And, as it's stated in the FAQ [1], SMS option is only available in those
countries at the moment, regardless of where you're located. When it becomes
available in Poland, they'll text you and you can activate it. But until then,
you can safely use 2FA without an SMS backup (as I did).

[1]: <http://support.apple.com/kb/HT5570>

------
pxlt
Really happy to finally have this option, but disappointing that there isn't
(yet) a way to generate codes from your trusted device as with Google
Authenticator. Hopefully it's on the way.

------
dominik
In case anyone else changed their password to something absurdly long only to
run into the same trouble I did:

Apple passwords have a max length of 32 characters.

Unfortunately, the change password page doesn't enforce this limit and will
blissfully let you think you've changed your password to something that has 50
characters, but actually only stores 32.

Later, when you use a Password Manager that saved the full 50 characters,
suddenly your password doesn't work.

Some Apple pages' login password fields cut off automatically at 32, which
lets the pasted password work (as you can't paste more than 32), but this is
not the case within iTunes itself or on the iPhone.

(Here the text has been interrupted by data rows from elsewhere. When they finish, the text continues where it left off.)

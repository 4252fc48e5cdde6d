//! Key-value cache used by the geocode resolver.
//!
//! Two implementations ship with the library: [`MemoryGeocodeCache`] for
//! tests and single-process use, and [`JsonFileGeocodeCache`], which keeps
//! entries in a JSON file under the user's cache directory so that repeated
//! CLI invocations do not re-query the providers.

use std::collections::HashMap;
use std::fs;
use std::io::Write;
use std::path::{Path, PathBuf};
use std::sync::{PoisonError, RwLock};
use std::time::{Duration, Instant, SystemTime, UNIX_EPOCH};

use directories::BaseDirs;
use serde::{Deserialize, Serialize};
use tempfile::NamedTempFile;
use tracing::{debug, warn};

use crate::error::{Error, Result};

/// Lifetime of a cached geocode result.
pub const GEOCODE_TTL: Duration = Duration::from_secs(30 * 24 * 60 * 60);

const CACHE_DIR_NAME: &str = "pathfinder";
const CACHE_FILE_NAME: &str = "geocode-cache.json";

/// Cache key for `address`: trimmed, lower-cased, prefixed with `geocode:`.
pub fn cache_key(address: &str) -> String {
    format!("geocode:{}", address.trim().to_lowercase())
}

/// String-valued cache with per-entry expiry.
pub trait GeocodeCache: Send + Sync {
    /// Return the live value for `key`, if any.
    fn get(&self, key: &str) -> Option<String>;

    /// Store `value` under `key`, replacing any previous entry.
    fn set(&self, key: &str, value: &str, ttl: Duration) -> Result<()>;
}

/// Process-local cache. Last write wins.
#[derive(Debug, Default)]
pub struct MemoryGeocodeCache {
    entries: RwLock<HashMap<String, (String, Option<Instant>)>>,
}

impl MemoryGeocodeCache {
    pub fn new() -> Self {
        Self::default()
    }

    pub fn len(&self) -> usize {
        self.entries
            .read()
            .unwrap_or_else(PoisonError::into_inner)
            .len()
    }

    pub fn is_empty(&self) -> bool {
        self.len() == 0
    }
}

impl GeocodeCache for MemoryGeocodeCache {
    fn get(&self, key: &str) -> Option<String> {
        let entries = self.entries.read().unwrap_or_else(PoisonError::into_inner);
        let (value, expires) = entries.get(key)?;
        match expires {
            Some(at) if Instant::now() >= *at => None,
            _ => Some(value.clone()),
        }
    }

    fn set(&self, key: &str, value: &str, ttl: Duration) -> Result<()> {
        let expires = Instant::now().checked_add(ttl);
        self.entries
            .write()
            .unwrap_or_else(PoisonError::into_inner)
            .insert(key.to_string(), (value.to_string(), expires));
        Ok(())
    }
}

#[derive(Debug, Clone, Serialize, Deserialize)]
struct FileEntry {
    value: String,
    /// Expiry as seconds since the Unix epoch.
    expires_at: u64,
}

/// Cache persisted as a single JSON object on disk.
///
/// Every `set` re-reads the file, merges the new entry into what is on disk
/// and rewrites it atomically, so processes sharing the file only ever
/// replace each other's values key by key.
#[derive(Debug)]
pub struct JsonFileGeocodeCache {
    path: PathBuf,
    entries: RwLock<HashMap<String, FileEntry>>,
}

impl JsonFileGeocodeCache {
    /// Open the cache at `path`, loading live entries when the file exists.
    pub fn open(path: impl Into<PathBuf>) -> Result<Self> {
        let path = path.into();
        let entries = load_live_entries(&path)?;
        debug!(path = %path.display(), entries = entries.len(), "loaded geocode cache");

        Ok(Self {
            path,
            entries: RwLock::new(entries),
        })
    }

    /// Open the cache at its default location, honouring `override_dir`.
    pub fn open_default(override_dir: Option<&Path>) -> Result<Self> {
        Self::open(default_cache_path(override_dir)?)
    }

    pub fn path(&self) -> &Path {
        &self.path
    }

    fn persist(&self, entries: &HashMap<String, FileEntry>) -> Result<()> {
        let parent = self.path.parent().unwrap_or_else(|| Path::new("."));
        fs::create_dir_all(parent)?;
        let mut tmp = NamedTempFile::new_in(parent)?;
        serde_json::to_writer(tmp.as_file_mut(), entries)?;
        tmp.flush()?;
        tmp.persist(&self.path).map_err(|err| err.error)?;
        Ok(())
    }
}

impl GeocodeCache for JsonFileGeocodeCache {
    fn get(&self, key: &str) -> Option<String> {
        let entries = self.entries.read().unwrap_or_else(PoisonError::into_inner);
        entries
            .get(key)
            .filter(|entry| entry.expires_at > unix_now())
            .map(|entry| entry.value.clone())
    }

    fn set(&self, key: &str, value: &str, ttl: Duration) -> Result<()> {
        let mut entries = self.entries.write().unwrap_or_else(PoisonError::into_inner);
        match load_live_entries(&self.path) {
            Ok(on_disk) => *entries = on_disk,
            Err(err) => {
                warn!(path = %self.path.display(), error = %err, "rewriting unreadable geocode cache");
            }
        }
        entries.insert(
            key.to_string(),
            FileEntry {
                value: value.to_string(),
                expires_at: unix_now().saturating_add(ttl.as_secs()),
            },
        );
        self.persist(&entries)
    }
}

/// Location of the geocode cache file.
///
/// `override_dir` (normally `PATHFINDER_CACHE_DIR`) wins over the platform
/// cache directory.
pub fn default_cache_path(override_dir: Option<&Path>) -> Result<PathBuf> {
    if let Some(dir) = override_dir {
        return Ok(dir.join(CACHE_FILE_NAME));
    }

    let dirs = BaseDirs::new().ok_or(Error::CacheDirsUnavailable)?;
    Ok(dirs.cache_dir().join(CACHE_DIR_NAME).join(CACHE_FILE_NAME))
}

/// Entries in the file at `path` that have not expired. A missing file is empty.
fn load_live_entries(path: &Path) -> Result<HashMap<String, FileEntry>> {
    if !path.exists() {
        return Ok(HashMap::new());
    }
    let raw = fs::read_to_string(path)?;
    let mut entries: HashMap<String, FileEntry> =
        serde_json::from_str(&raw).map_err(|err| Error::CacheLoad {
            path: path.to_path_buf(),
            message: err.to_string(),
        })?;
    let now = unix_now();
    entries.retain(|_, entry| entry.expires_at > now);
    Ok(entries)
}

fn unix_now() -> u64 {
    SystemTime::now()
        .duration_since(UNIX_EPOCH)
        .map(|elapsed| elapsed.as_secs())
        .unwrap_or(0)
}

#[cfg(test)]
mod tests {
    use super::*;

    #[test]
    fn key_is_normalised() {
        assert_eq!(cache_key("  Austin, TX "), "geocode:austin, tx");
        assert_eq!(cache_key("AUSTIN, tx"), cache_key("austin, TX"));
    }

    #[test]
    fn memory_cache_round_trips_and_overwrites() {
        let cache = MemoryGeocodeCache::new();
        assert!(cache.get("k").is_none());
        cache.set("k", "[1.0,2.0]", GEOCODE_TTL).unwrap();
        cache.set("k", "[3.0,4.0]", GEOCODE_TTL).unwrap();
        assert_eq!(cache.get("k").as_deref(), Some("[3.0,4.0]"));
        assert_eq!(cache.len(), 1);
    }

    #[test]
    fn memory_cache_expires_entries() {
        let cache = MemoryGeocodeCache::new();
        cache.set("k", "v", Duration::ZERO).unwrap();
        assert!(cache.get("k").is_none());
    }

    #[test]
    fn file_cache_survives_reopen() {
        let dir = tempfile::tempdir().unwrap();
        let path = default_cache_path(Some(dir.path())).unwrap();

        let cache = JsonFileGeocodeCache::open(&path).unwrap();
        assert_eq!(cache.path(), path.as_path());
        cache.set("geocode:austin", "[-97.74,30.27]", GEOCODE_TTL).unwrap();
        cache.set("geocode:gone", "[0.0,0.0]", Duration::ZERO).unwrap();
        drop(cache);

        let reopened = JsonFileGeocodeCache::open(&path).unwrap();
        assert_eq!(
            reopened.get("geocode:austin").as_deref(),
            Some("[-97.74,30.27]")
        );
        assert!(reopened.get("geocode:gone").is_none());
    }

    #[test]
    fn writers_sharing_a_file_keep_each_others_keys() {
        let dir = tempfile::tempdir().unwrap();
        let path = dir.path().join("cache.json");
        let first = JsonFileGeocodeCache::open(&path).unwrap();
        let second = JsonFileGeocodeCache::open(&path).unwrap();

        first.set("geocode:austin", "[-97.74,30.27]", GEOCODE_TTL).unwrap();
        second.set("geocode:waco", "[-97.15,31.55]", GEOCODE_TTL).unwrap();
        // Same key from both: the later write wins.
        first.set("geocode:temple", "[0.0,0.0]", GEOCODE_TTL).unwrap();
        second.set("geocode:temple", "[-97.34,31.1]", GEOCODE_TTL).unwrap();

        assert_eq!(second.get("geocode:austin").as_deref(), Some("[-97.74,30.27]"));
        let reopened = JsonFileGeocodeCache::open(&path).unwrap();
        assert_eq!(reopened.get("geocode:austin").as_deref(), Some("[-97.74,30.27]"));
        assert_eq!(reopened.get("geocode:waco").as_deref(), Some("[-97.15,31.55]"));
        assert_eq!(reopened.get("geocode:temple").as_deref(), Some("[-97.34,31.1]"));
    }

    #[test]
    fn corrupt_file_is_a_load_error() {
        let dir = tempfile::tempdir().unwrap();
        let path = dir.path().join("cache.json");
        fs::write(&path, "not json").unwrap();
        let err = JsonFileGeocodeCache::open(&path).unwrap_err();
        assert!(matches!(err, Error::CacheLoad { .. }));
    }
}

Solution: Apple needs to limit the new password entry fields on the My Apple
ID -> Password and Security page to 32 characters. Or, alternatively, accept
and store longer passwords. (as 32 characters is a bit tight if you're using a
passphrase)

------
deanclatworthy
What on earth is Apple doing here. The steps I went through so far:

1) I had to switch my password to something more "secure". That means adding a
capital letter and a number. I am sick and tired of companies forcing me to
use non-memorable passwords that have less entropy than if I had come up with
something memorable, personal and long by myself.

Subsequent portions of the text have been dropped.